For instance, we now know that our species is at least partially responsible for a massive climate change occurring across the globe; one that may drastically change the living conditions of our world.

Though I’m sorry to say, for those of you rooting for it, human beings cannot destroy the planet earth.

True, we may very well eliminate our own species (and this is, I suppose, a valid argument for accepting and dealing with global warming; but beside the point).

Earth has seen much higher, and lower, average temperatures and levels of carbon dioxide. Its natural systems have regenerative abilities that rival anything man-made. Make no mistake; Earth, and the life on it, will press on, even if humans don’t.

Yet, we still vote to reinforce political systems with delusions of grandeur. We still take jobs to support ourselves through it all, believing that somehow our forty-hour weeks will matter in some tangible way. Every day, people are born, people die, they fall in love, they create, destroy, stand up, back down, even evolve. But what does it get us? Freedom? Power? Significance?
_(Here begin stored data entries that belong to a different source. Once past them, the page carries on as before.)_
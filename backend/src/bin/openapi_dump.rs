//! Print the OpenAPI document as JSON.

use bookings::ApiDoc;
use utoipa::OpenApi;

fn main() -> Result<(), serde_json::Error> {
    println!("{}", ApiDoc::openapi().to_pretty_json()?);
    Ok(())
}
Imagine for a moment how many people know you right now. Then imagine how many will know you when you die. What about 100 years after your death? How about 1000 years from now? Will anyone remember your name or your accomplishments? Will any member of your species even exist in one million years?
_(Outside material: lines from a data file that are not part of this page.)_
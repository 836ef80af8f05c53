//! PostgreSQL-backed [`Storage`] implementation using Diesel.
//!
//! The database assigns ids, sequence numbers and creation timestamps through
//! column defaults; every create is a single-row `INSERT .. RETURNING`, so a
//! failed create leaves nothing behind. Listings skip, and log, any stored
//! row that no longer passes booking validation.

use std::num::NonZeroUsize;

use async_trait::async_trait;
use diesel::prelude::*;
use diesel_async::RunQueryDsl;
use tracing::warn;

use crate::domain::ports::{Storage, StorageError};
use crate::domain::{
    BookingId, DemoBooking, DemoBookingDraft, DemoBookingFields, NewUser, PasswordHash, User,
    UserId, UserValidationError, Username,
};

use super::error_mapping::{map_diesel_error, map_pool_error};
use super::models::{DemoBookingRow, NewDemoBookingRow, NewUserRow, UserRow};
use super::pool::DbPool;
use super::schema::{demo_bookings, users};

/// Diesel-backed storage adapter.
#[derive(Clone)]
pub struct DieselStorage {
    pool: DbPool,
}

impl DieselStorage {
    /// Create an adapter over an existing pool.
    pub fn new(pool: DbPool) -> Self {
        Self { pool }
    }
}

/// Rebuild a domain booking, rejecting rows that no longer pass validation.
fn row_to_booking(row: DemoBookingRow) -> Result<DemoBooking, StorageError> {
    let DemoBookingRow {
        id,
        name,
        email,
        phone,
        grade,
        message,
        created_at,
    } = row;

    let draft = DemoBookingDraft::try_from(DemoBookingFields {
        name,
        email,
        phone,
        grade,
        message,
    })
    .map_err(|err| StorageError::query(format!("stored booking {id} is invalid: {err}")))?;

    Ok(DemoBooking::new(BookingId::from_uuid(id), draft, created_at))
}

/// Convert listed rows, dropping the ones that fail re-validation.
fn collect_valid_bookings(rows: Vec<DemoBookingRow>) -> Vec<DemoBooking> {
    rows.into_iter()
        .filter_map(|row| {
            row_to_booking(row)
                .inspect_err(|err| warn!(error = %err, "skipping stored booking"))
                .ok()
        })
        .collect()
}

fn row_to_user(row: UserRow) -> Result<User, StorageError> {
    let UserRow {
        id,
        username,
        password_hash,
        created_at,
    } = row;

    let invalid = |err: UserValidationError| {
        StorageError::query(format!("stored user {id} is invalid: {err}"))
    };
    let username = Username::new(username).map_err(invalid)?;
    let password_hash = PasswordHash::from_phc(password_hash).map_err(invalid)?;
    Ok(User::from_parts(
        UserId::from_uuid(id),
        username,
        password_hash,
        created_at,
    ))
}

#[async_trait]
impl Storage for DieselStorage {
    async fn create_user(&self, user: NewUser) -> Result<User, StorageError> {
        let mut conn = self.pool.get().await.map_err(map_pool_error)?;

        let new_row = NewUserRow {
            username: user.username().as_ref(),
            password_hash: user.password_hash().as_str(),
        };
        let row: UserRow = diesel::insert_into(users::table)
            .values(&new_row)
            .returning(UserRow::as_returning())
            .get_result(&mut conn)
            .await
            .map_err(map_diesel_error)?;

        row_to_user(row)
    }

    async fn get_user(&self, id: &UserId) -> Result<Option<User>, StorageError> {
        let mut conn = self.pool.get().await.map_err(map_pool_error)?;

        let row: Option<UserRow> = users::table
            .filter(users::id.eq(*id.as_uuid()))
            .select(UserRow::as_select())
            .first(&mut conn)
            .await
            .optional()
            .map_err(map_diesel_error)?;

        row.map(row_to_user).transpose()
    }

    async fn get_user_by_username(
        &self,
        username: &Username,
    ) -> Result<Option<User>, StorageError> {
        let mut conn = self.pool.get().await.map_err(map_pool_error)?;

        let row: Option<UserRow> = users::table
            .filter(users::username.eq(username.as_ref()))
            .order(users::seq.asc())
            .select(UserRow::as_select())
            .first(&mut conn)
            .await
            .optional()
            .map_err(map_diesel_error)?;

        row.map(row_to_user).transpose()
    }

    async fn create_demo_booking(
        &self,
        draft: DemoBookingDraft,
    ) -> Result<DemoBooking, StorageError> {
        let mut conn = self.pool.get().await.map_err(map_pool_error)?;

        let new_row = NewDemoBookingRow {
            name: draft.name().as_ref(),
            email: draft.email().as_ref(),
            phone: draft.phone().as_ref(),
            grade: draft.grade().as_ref(),
            message: draft.message().map(AsRef::as_ref),
        };
        let row: DemoBookingRow = diesel::insert_into(demo_bookings::table)
            .values(&new_row)
            .returning(DemoBookingRow::as_returning())
            .get_result(&mut conn)
            .await
            .map_err(map_diesel_error)?;

        row_to_booking(row)
    }

    async fn get_demo_bookings(&self) -> Result<Vec<DemoBooking>, StorageError> {
        let mut conn = self.pool.get().await.map_err(map_pool_error)?;

        let rows: Vec<DemoBookingRow> = demo_bookings::table
            .order((demo_bookings::created_at.desc(), demo_bookings::seq.desc()))
            .select(DemoBookingRow::as_select())
            .load(&mut conn)
            .await
            .map_err(map_diesel_error)?;

        Ok(collect_valid_bookings(rows))
    }

    async fn get_latest_demo_bookings(
        &self,
        limit: NonZeroUsize,
    ) -> Result<Vec<DemoBooking>, StorageError> {
        let mut conn = self.pool.get().await.map_err(map_pool_error)?;

        let rows: Vec<DemoBookingRow> = demo_bookings::table
            .order((demo_bookings::created_at.desc(), demo_bookings::seq.desc()))
            .limit(i64::try_from(limit.get()).unwrap_or(i64::MAX))
            .select(DemoBookingRow::as_select())
            .load(&mut conn)
            .await
            .map_err(map_diesel_error)?;

        Ok(collect_valid_bookings(rows))
    }

    async fn check_connection(&self) -> Result<(), StorageError> {
        let mut conn = self.pool.get().await.map_err(map_pool_error)?;

        diesel::sql_query("SELECT 1")
            .execute(&mut conn)
            .await
            .map_err(map_diesel_error)?;
        Ok(())
    }
}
Keep in mind, the earth is 4.6 billion years old, and many say there’s a few billion left to go. Homo sapiens, including our closest genetic ancestors, take up only a few millimeters on that timeline.

Finally, if that doesn’t squash your self-importance, think about the Universe.

Do you feel small yet? You should, because it’s true. You are, literally, a microscopic dot on a planet that is a dot in a galaxy that is a dot in some huge, unlimited chaos of existence.

Next to the big picture, nobody really matters; we’re just made to think we do. If you can’t accept that, and you’re hell-bent on your life holding some cosmic significance, it’s liable to distort your priorities. If you place important on trivial, you might miss out on what’s really important in your insignificant little life. I mean, if this sliver of consciousness is all you get, and you’re going to die anyway – no matter how hard you try not to – why not just relax and smile and try to enjoy every second of it?

Tyler Liedman is a student at UW-River Falls.